Configuring ApplicationMaster Work Preserving¶
Scenario¶
In YARN, ApplicationMasters run on NodeManagers just like every other container (ignoring unmanaged ApplicationMasters in this context). ApplicationMasters may break down, exit, or shut down. If an ApplicationMaster node goes down, ResourceManager kills all the containers of ApplicationAttempt, including containers running on NodeManager. ResourceManager starts a new ApplicationAttempt node on another compute node.

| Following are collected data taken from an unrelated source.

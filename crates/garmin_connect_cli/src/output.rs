//! Plain-text rendering of row tables and key/value lists.

use std::fmt::Display;
use std::io::{self, Write};

/// Column separator for [`Table`].
const GAP: &str = "  ";

/// Row-oriented table with left-aligned, auto-sized columns.
#[derive(Debug, Default, Clone)]
pub struct Table {
    headers: Vec<String>,
    rows: Vec<Vec<String>>,
}

impl Table {
    pub fn new<I, S>(headers: I) -> Self
    where
        I: IntoIterator<Item = S>,
        S: Into<String>,
    {
        Self {
            headers: headers.into_iter().map(Into::into).collect(),
            rows: Vec::new(),
        }
    }

    pub fn add_row<I, S>(&mut self, cells: I)
    where
        I: IntoIterator<Item = S>,
        S: Into<String>,
    {
        self.rows.push(cells.into_iter().map(Into::into).collect());
    }

    pub fn len(&self) -> usize {
        self.rows.len()
    }

    pub fn is_empty(&self) -> bool {
        self.rows.is_empty()
    }

    fn widths(&self) -> Vec<usize> {
        let columns = std::iter::once(&self.headers)
            .chain(&self.rows)
            .map(Vec::len)
            .max()
            .unwrap_or(0);
        let mut widths = vec![0; columns];
        for line in std::iter::once(&self.headers).chain(&self.rows) {
            for (i, cell) in line.iter().enumerate() {
                widths[i] = widths[i].max(cell.chars().count());
            }
        }
        widths
    }

    pub fn render(&self) -> String {
        let widths = self.widths();
        let mut out = String::new();
        for line in std::iter::once(&self.headers).chain(&self.rows) {
            let cells: Vec<String> = widths
                .iter()
                .enumerate()
                .map(|(i, w)| {
                    let cell = line.get(i).map(String::as_str).unwrap_or("");
                    format!("{:<w$}", cell, w = *w)
                })
                .collect();
            out.push_str(cells.join(GAP).trim_end());
            out.push('\n');
        }
        out
    }

    pub fn write_to(&self, out: &mut dyn Write) -> io::Result<()> {
        out.write_all(self.render().as_bytes())
    }
}

/// Ordered label/value pairs rendered with a shared label column.
#[derive(Debug, Default, Clone)]
pub struct Tabular {
    entries: Vec<(String, String)>,
}

impl Tabular {
    pub fn new() -> Self {
        Self::default()
    }

    pub fn add_value(&mut self, label: impl Into<String>, value: impl Display) {
        self.entries.push((label.into(), value.to_string()));
    }

    /// Append `value` followed by `unit`, e.g. `61 °F`.
    pub fn add_value_unit(&mut self, label: impl Into<String>, value: impl Display, unit: &str) {
        let value = if unit.is_empty() {
            value.to_string()
        } else {
            format!("{} {}", value, unit)
        };
        self.entries.push((label.into(), value));
    }

    pub fn render(&self) -> String {
        let width = self
            .entries
            .iter()
            .map(|(label, _)| label.chars().count())
            .max()
            .unwrap_or(0);
        let mut out = String::new();
        for (label, value) in &self.entries {
            let line = format!("{:<width$} {}", label, value, width = width);
            out.push_str(line.trim_end());
            out.push('\n');
        }
        out
    }

    pub fn write_to(&self, out: &mut dyn Write) -> io::Result<()> {
        out.write_all(self.render().as_bytes())
    }
}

For different types of applications, we want to handle ApplicationMaster restart events in different ways. MapReduce applications aim to prevent task loss but allow the loss of the currently running container. However, for the long-period YARN service, users may not want the service to stop due to the ApplicationMaster fault.
YARN can retain the status of the container when a new ApplicationAttempt is started. Therefore, running jobs can continue to operate without faults.
Configuration Description¶
Go to the All Configurations page of Yarn and enter a parameter name in the search box by referring to Modifying Cluster Service Configuration Parameters.
Set the following parameters based on Table 1.
Parameter | Description | Default Value |
---|---|---|
yarn.app.mapreduce.am.work-preserve | Whether to enable the ApplicationMaster job retention feature. | false |
yarn.app.mapreduce.am.umbilical.max.retries | Maximum number of attempts to restore a running container in the ApplicationMaster job retention feature. | 5 |
yarn.app.mapreduce.am.umbilical.retry.interval | Specifies the interval at which a running container attempts to recover in the ApplicationMaster job retention feature. Unit: millisecond | 10000 |
yarn.resourcemanager.am.max-attempts | The number of retries of ApplicationMaster. Increasing the number of retries prevents ApplicationMaster startup failures caused by insufficient resources. This applies to global settings of all ApplicationMasters. Each ApplicationMaster can use an API to set an independent maximum number of retries. However, the number of retries cannot be greater than the global maximum number of retries. If the value is greater than the global maximum number of retries, the ResourceManager overwrites the value The value must be greater than or equal to 1. | 2 |